The Ukraine War has now become part of the background news cycle.

by David Bromwich, Tom Dispatch

A new war, a new alibi. When we think about our latest war — the one that began with the Russian invasion of Ukraine, just six months after our Afghan War ended so catastrophically — there is a hidden benefit. As long as American minds are on Ukraine, we are not thinking about planetary climate disruption. This technique of distraction obeys the familiar mechanism that psychologists have called displacement. An apparently new thought and feeling becomes the substitute for harder thoughts and feelings you very much want to avoid.

Every news story about Ukrainian President Volodymyr Zelensky’s latest demand for American or European weaponry also serves another function: the displacement of a story about, say, the Canadian fires which this summer destroyed a forest wilderness the size of the state of Alabama and 1,000 of which are still burning as this article goes to press. Of course, there is always the horrific possibility that Ukraine could pass from a “contained” to a nuclear war, as out of control as those Canadian fires. Yet we are regularly assured that the conflict, close to the heart of Europe, is under careful supervision. The war has a neatly framed villain (Vladimir Putin) and — thanks to both the U.S. and NATO — a great many good people containing him. What could possibly go wrong?
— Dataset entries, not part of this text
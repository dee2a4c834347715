//! # Connection Pool Base
//!
//! A generic per-upstream pool multiplexing logical streams onto a bounded,
//! state-tracked population of physical connections, with preconnecting,
//! draining, idle detection, max-duration lifecycle, and resource-limit
//! arbitration.
//!
//! The pool is a synchronous state machine driven on one worker loop:
//! protocol glue feeds it connection events and fired timers, and receives
//! `on_pool_ready` / `on_pool_failure` callbacks through [`PoolHooks`]. The
//! hooks are a method parameter rather than pool state so a callback may
//! re-enter the pool (a failure handler issuing a retry stream is the normal
//! case, not an error).

mod client;
mod pool;

pub use client::{ActiveClient, ClientId, ClientState};
pub use pool::{ConnPoolBase, NewStreamResult, PendingStreamId};

use crate::event::Dispatcher;
use crate::upstream::HostDescription;
use std::sync::Arc;

/// Connection-level events fed into the pool by the protocol glue
#[derive(Debug, Clone, Copy, PartialEq, Eq)]
pub enum ConnectionEvent {
    Connected,
    LocalClose,
    RemoteClose,
}

/// What to do with preconnected capacity when a pending stream is cancelled
#[derive(Debug, Clone, Copy, PartialEq, Eq)]
pub enum CancelPolicy {
    /// Release the reservation but keep preconnected capacity
    Default,
    /// Additionally release one unit of connecting capacity, preventing
    /// overshoot when the caller abandons a preconnect
    CloseExcess,
}

/// How existing connections are treated on drain
#[derive(Debug, Clone, Copy, PartialEq, Eq)]
pub enum DrainBehavior {
    /// Stop accepting new streams; let existing streams complete
    DrainExistingConnections,
    /// Drain, and delete the pool's connections once drained
    DrainAndDelete,
}

/// Why a stream could not be provided
#[derive(Debug, Clone, Copy, PartialEq, Eq)]
pub enum PoolFailureReason {
    /// Pending-stream resource limit reached
    Overflow,
    /// The connection failed locally
    LocalConnectionFailure,
    /// The peer closed or refused the connection
    RemoteConnectionFailure,
    /// Connection establishment timed out
    Timeout,
}

/// Stream-capacity shape of a newly instantiated connection
#[derive(Debug, Clone, Copy)]
pub struct ClientSpec {
    /// Total streams the connection may ever carry (0 = unlimited)
    pub lifetime_stream_limit: u64,
    /// Streams the connection may carry concurrently
    pub concurrent_stream_limit: u32,
}

impl ClientSpec {
    /// Derive the capacity shape from the application-level pool defaults
    pub fn from_config(config: &crate::config::PoolConfig) -> Self {
        Self {
            lifetime_stream_limit: config.per_connection_stream_limit,
            concurrent_stream_limit: config.concurrent_stream_limit,
        }
    }
}

/// Callbacks from the pool to its protocol-specific owner.
///
/// `on_pool_failure` may call back into the pool (for example to create a
/// replacement stream); the pool is passed explicitly so the re-entry is a
/// plain method call.
pub trait PoolHooks<C> {
    /// Provide the capacity shape for a connection the pool is creating
    fn instantiate_active_client(&mut self) -> ClientSpec;

    /// A stream was attached to a connected client
    fn on_pool_ready(
        &mut self,
        pool: &mut ConnPoolBase<C>,
        dispatcher: &mut Dispatcher,
        client: ClientId,
        context: C,
    );

    /// A pending stream cannot be served
    fn on_pool_failure(
        &mut self,
        pool: &mut ConnPoolBase<C>,
        dispatcher: &mut Dispatcher,
        host: &Arc<HostDescription>,
        details: &str,
        reason: PoolFailureReason,
        context: C,
    );
}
Burial of the remains of 13 unidentified and two identified people who were killed in the Bucha district during the Russian occupation

A fantasy has taken root among well-meaning liberals. Ukraine, they believe, is the “good war” people like them have been searching for since 1945. “This is our Spain,” young enthusiasts have been heard to say, referring to the Spanish Republican war against fascism. In Ukraine in the early 2020s, unlike Spain in the late 1930s, the Atlantic democracies will not falter but will go on “as long as it takes.” Also, the climate cause will be assisted along the way, since Russia is a large supplier of natural gas and oil, and the world needs to unhook itself from both.